Niharika Jhunjhunwala, LSE graduate and Kolkata-born serial founder, launched ClayCo Cosmetics in March 2024 to blend ancient global beauty rituals with modern science. Just six months after launch, Unilever Ventures invested ₹16 crore. ClayCo scaled from ₹5 crore in FY24 to ₹72 crore in FY26, a 14x increase in two fiscal years, and raised ₹34.6 crore in Series A in April 2026.
Sugarbox, a Serial Founder's Education, and the Idea That Changed Everything
• Niharika Jhunjhunwala grew up in Kolkata and earned her degree from the London School of Economics. In 2014, at 25, she launched Sugarbox, India's first curated beauty subscription box, delivering themed pampering hampers to customers every month. The concept worked, and the experience gave Niharika something most beauty founders never have: a direct, sustained, data-rich relationship with thousands of Indian consumers and their skincare preferences.
• She learnt what Indian women were reaching for. She saw that consumers were increasingly aware of global ingredients like fermented rice, ginseng, Cica, and sake but that no Indian brand was translating those ancient international rituals into accessible, science-backed, affordably priced products. The gap was clear. The timing was right.
• In March 2024, she founded ClayCo Cosmetics in Mumbai. The name came from the most grounding element in nature: clay, the earth that binds everything together, a symbol of purity, nourishment, and transformation. The mission was precise: blend the world's most trusted ancient beauty rituals with modern dermatological science and make the result genuinely affordable for Indian consumers.
Start With Japan, Pioneer New Ingredients, Win the Premium Middle
• The boldest product decision ClayCo made was its debut collection: Rituals of Japan, a range built entirely around Japanese beauty traditions featuring ingredients like Rice and Sake, Azuki Beans and Koji Rice, and Sake Glass Glow Essence. Japan's skincare heritage is among the most respected in the world, built on centuries of fermentation science, natural actives, and a philosophy of skin nourishment over correction.
• By starting there, ClayCo positioned itself not as another Indian D2C brand but as a global ritual curator with Indian roots. Every product was plant-based, clinically validated through dermatological testing, and priced deliberately between ₹600 and ₹1,300, a range that occupied the premium middle ground where quality meets accessibility.

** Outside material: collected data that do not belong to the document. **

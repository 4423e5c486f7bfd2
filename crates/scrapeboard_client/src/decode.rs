use serde::de::DeserializeOwned;
use serde::Deserialize;

use scrapeboard_core::{PanelId, PanelOutput, SelectorHit};

use crate::{ApiError, ApiErrorKind};

// Per-endpoint response bodies. Unknown fields (the backend also returns
// page content on /url/test, for instance) are ignored.

#[derive(Debug, Deserialize)]
struct UrlTestBody {
    status: u16,
    latency: f64,
    charset: String,
}

#[derive(Debug, Deserialize)]
struct HitBody {
    selector: String,
    data: String,
}

#[derive(Debug, Deserialize)]
struct DiscoverBody {
    error: Option<String>,
    #[serde(default)]
    selectors: Vec<HitBody>,
}

#[derive(Debug, Deserialize)]
struct ExplainBody {
    explanation: String,
}

#[derive(Debug, Deserialize)]
struct RepairBody {
    suggestion: String,
}

#[derive(Debug, Deserialize)]
struct ScaffoldBody {
    spider_code: String,
    item_code: String,
}

#[derive(Debug, Deserialize)]
struct CrawlBody {
    #[serde(default)]
    stdout: String,
    #[serde(default)]
    stderr: String,
}

/// Decodes a 2xx body into the panel's typed output.
///
/// Selector discovery is the one endpoint where success is decided by the
/// payload rather than the HTTP status: a 2xx body carrying a top-level
/// `error` field is a failure, never a success with an error-shaped payload.
pub(crate) fn decode_panel(panel: PanelId, bytes: &[u8]) -> Result<PanelOutput, ApiError> {
    match panel {
        PanelId::UrlTest => {
            let body: UrlTestBody = parse(bytes)?;
            Ok(PanelOutput::UrlTest {
                status: body.status,
                latency: body.latency,
                charset: body.charset,
            })
        }
        PanelId::SelectorDiscover => {
            let body: DiscoverBody = parse(bytes)?;
            if let Some(error) = body.error {
                return Err(ApiError::new(ApiErrorKind::Backend, error));
            }
            Ok(PanelOutput::SelectorDiscover {
                hits: body
                    .selectors
                    .into_iter()
                    .map(|hit| SelectorHit {
                        selector: hit.selector,
                        data: hit.data,
                    })
                    .collect(),
            })
        }
        PanelId::SelectorExplain => {
            let body: ExplainBody = parse(bytes)?;
            Ok(PanelOutput::SelectorExplain {
                explanation: body.explanation,
            })
        }
        PanelId::SelectorRepair => {
            let body: RepairBody = parse(bytes)?;
            Ok(PanelOutput::SelectorRepair {
                suggestion: body.suggestion,
            })
        }
        PanelId::SpiderScaffold => {
            let body: ScaffoldBody = parse(bytes)?;
            Ok(PanelOutput::SpiderScaffold {
                spider_code: body.spider_code,
                item_code: body.item_code,
            })
        }
        PanelId::CrawlRun => {
            let body: CrawlBody = parse(bytes)?;
            Ok(PanelOutput::CrawlRun {
                stdout: body.stdout,
                stderr: body.stderr,
            })
        }
    }
}

fn parse<T: DeserializeOwned>(bytes: &[u8]) -> Result<T, ApiError> {
    serde_json::from_slice(bytes).map_err(|err| ApiError::new(ApiErrorKind::Decode, err.to_string()))
}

• What separated ClayCo most sharply from every competitor was its ingredient ambition. The brand introduced exosomes and retinal to the Indian skincare market, cutting-edge actives used by global prestige brands, at price points that Indian consumers had never seen them offered before. This was not affordable luxury as a positioning statement. It was affordable luxury as a formulation strategy.
• Within six months of launch, Unilever Ventures, the global VC arm of the world's largest consumer goods company, invested ₹16 crore in October 2024. Pawan Chaturvedi, Partner-Asia at Unilever Ventures, noted that the brand was elevating India's beauty landscape by introducing global rituals that celebrated individuality and innovation.
Scale and Real-World Impact
• ClayCo Cosmetics launched in March 2024 and recorded revenue of ₹5 crore in FY24, ₹33 crore in FY25, and ₹72 crore in FY26, representing a 14x increase over two fiscal years and positioning it among the fastest-growing brands in India's premium skincare segment. Total funding raised stands at $5.82 million across two rounds: ₹16 crore from Unilever Ventures in October 2024 and ₹34.6 crore led by Twenty Nine Capital Partners Ventures with participation from ICMG Global Ventures II in April 2026. Gen Funahashi, CEO of ICMG Ventures, said: "We are excited to back ClayCo as they blend Japanese beauty heritage with innovative science. This partnership perfectly embodies our vision of co-creation, bridging Japan's high-quality resources with India's booming market."
• The brand sells across its own website, Amazon, Nykaa, Myntra, Tira, Zepto, and Blinkit. New capital is being deployed toward product development, expansion into body care and hair care, and scaling supply chain and inventory infrastructure. India's beauty and personal care market is projected to reach $28 billion by 2030.
The Founders Who Have Already Built Once Build Faster the Second Time
• The sharpest lesson from Niharika Jhunjhunwala's journey is this: the founders who have already built a company carry a compounding advantage that first-time founders take years to develop.
• When Niharika built ClayCo, she was not starting from zero. She was starting from a decade of understanding what Indian beauty consumers wanted, what the market was missing, and how to build a brand that earns trust rather than simply buys attention.
• Unilever Ventures saw that in six months. Twenty Nine Capital Partners saw it in two years. A 14x revenue increase in two fiscal years confirmed it for everyone else.
• "For too long, Indian consumers who wanted truly world-class skincare had to look abroad. We built ClayCo to change that: to prove that you do not have to compromise on formulation, texture, or results when buying an Indian brand," Niharika says.
• She started with a subscription box at 25. She built a skincare brand the world's largest consumer goods company backed before it was even a year old. The rituals are ancient. The ambition is entirely her own.